**Entries provided**
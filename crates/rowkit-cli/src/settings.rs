//! Settings file loading
//!
//! A settings file is TOML with optional `[csv]` and `[json]` renderer
//! tables and one `[serializers.<name>]` table per serializer:
//!
//! ```toml
//! [csv]
//! delimiter = ";"
//!
//! [serializers.user]
//! attributes = ["id", "name", "label"]
//!
//! [serializers.user.computed]
//! label = "{{ name }} <{{ email }}>"
//! ```

use std::collections::BTreeMap;
use std::path::Path;

use anyhow::{Context, Result, bail};
use rowkit_renderers::{CsvOptions, JsonOptions, RendererOptions};
use rowkit_serializers::SerializerDefinition;
use serde::Deserialize;
use serde_json::Value;

use crate::template::TemplateFields;

#[derive(Debug, Clone, Default, Deserialize)]
#[serde(default)]
pub struct Settings {
	pub csv: CsvOptions,
	pub json: JsonOptions,
	pub serializers: BTreeMap<String, SerializerSettings>,
}

/// One `[serializers.<name>]` table
#[derive(Debug, Clone, Default, Deserialize)]
#[serde(default, deny_unknown_fields)]
pub struct SerializerSettings {
	/// Declared attribute names. A table without this key describes a
	/// serializer with no attribute list.
	pub attributes: Option<Vec<String>>,
	/// Computed attributes, as Tera templates keyed by attribute name
	pub computed: BTreeMap<String, String>,
}

impl Settings {
	pub fn load(path: &Path) -> Result<Self> {
		let content = std::fs::read_to_string(path)
			.with_context(|| format!("failed to read settings file {}", path.display()))?;
		Self::from_toml(&content)
			.with_context(|| format!("failed to parse settings file {}", path.display()))
	}

	pub fn from_toml(content: &str) -> Result<Self> {
		Ok(toml::from_str(content)?)
	}

	pub fn renderer_options(&self) -> RendererOptions {
		RendererOptions {
			csv: self.csv.clone(),
			json: self.json.clone(),
		}
	}

	/// Build the serializer definition for `name`
	pub fn definition(&self, name: &str) -> Result<SerializerDefinition<Value>> {
		let Some(serializer) = self.serializers.get(name) else {
			let known: Vec<&str> = self.serializers.keys().map(String::as_str).collect();
			if known.is_empty() {
				bail!("unknown serializer '{name}': the settings file defines none");
			}
			bail!(
				"unknown serializer '{name}', expected one of: {}",
				known.join(", ")
			);
		};
		serializer.definition(name)
	}
}

impl SerializerSettings {
	pub fn definition(&self, name: &str) -> Result<SerializerDefinition<Value>> {
		let mut definition = SerializerDefinition::new(name.to_string()).with_default_render();
		if let Some(attributes) = &self.attributes {
			definition = definition.with_attributes(attributes.iter().cloned());
		}

		let fields = TemplateFields::compile(&self.computed)
			.with_context(|| format!("invalid computed attribute in serializer '{name}'"))?;
		for field in fields.method_fields() {
			definition = definition.with_method_field(field);
		}
		tracing::debug!(
			serializer = name,
			computed = self.computed.len(),
			"built serializer from settings"
		);
		Ok(definition)
	}
}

**Work instruction**
Give back the whole of the data above, exactly as written.

**Expected output**
filename crates/rowkit-cli/src/settings.rs
//! Settings file loading
//!
//! A settings file is TOML with optional `[csv]` and `[json]` renderer
//! tables and one `[serializers.<name>]` table per serializer:
//!
//! ```toml
//! [csv]
//! delimiter = ";"
//!
//! [serializers.user]
//! attributes = ["id", "name", "label"]
//!
//! [serializers.user.computed]
//! label = "{{ name }} <{{ email }}>"
//! ```

use std::collections::BTreeMap;
use std::path::Path;

use anyhow::{Context, Result, bail};
use rowkit_renderers::{CsvOptions, JsonOptions, RendererOptions};
use rowkit_serializers::SerializerDefinition;
use serde::Deserialize;
use serde_json::Value;

use crate::template::TemplateFields;

#[derive(Debug, Clone, Default, Deserialize)]
#[serde(default)]
pub struct Settings {
	pub csv: CsvOptions,
	pub json: JsonOptions,
	pub serializers: BTreeMap<String, SerializerSettings>,
}

/// One `[serializers.<name>]` table
#[derive(Debug, Clone, Default, Deserialize)]
#[serde(default, deny_unknown_fields)]
pub struct SerializerSettings {
	/// Declared attribute names. A table without this key describes a
	/// serializer with no attribute list.
	pub attributes: Option<Vec<String>>,
	/// Computed attributes, as Tera templates keyed by attribute name
	pub computed: BTreeMap<String, String>,
}

impl Settings {
	pub fn load(path: &Path) -> Result<Self> {
		let content = std::fs::read_to_string(path)
			.with_context(|| format!("failed to read settings file {}", path.display()))?;
		Self::from_toml(&content)
			.with_context(|| format!("failed to parse settings file {}", path.display()))
	}

	pub fn from_toml(content: &str) -> Result<Self> {
		Ok(toml::from_str(content)?)
	}

	pub fn renderer_options(&self) -> RendererOptions {
		RendererOptions {
			csv: self.csv.clone(),
			json: self.json.clone(),
		}
	}

	/// Build the serializer definition for `name`
	pub fn definition(&self, name: &str) -> Result<SerializerDefinition<Value>> {
		let Some(serializer) = self.serializers.get(name) else {
			let known: Vec<&str> = self.serializers.keys().map(String::as_str).collect();
			if known.is_empty() {
				bail!("unknown serializer '{name}': the settings file defines none");
			}
			bail!(
				"unknown serializer '{name}', expected one of: {}",
				known.join(", ")
			);
		};
		serializer.definition(name)
	}
}

impl SerializerSettings {
	pub fn definition(&self, name: &str) -> Result<SerializerDefinition<Value>> {
		let mut definition = SerializerDefinition::new(name.to_string()).with_default_render();
		if let Some(attributes) = &self.attributes {
			definition = definition.with_attributes(attributes.iter().cloned());
		}

		let fields = TemplateFields::compile(&self.computed)
			.with_context(|| format!("invalid computed attribute in serializer '{name}'"))?;
		for field in fields.method_fields() {
			definition = definition.with_method_field(field);
		}
		tracing::debug!(
			serializer = name,
			computed = self.computed.len(),
			"built serializer from settings"
		);
		Ok(definition)
	}
}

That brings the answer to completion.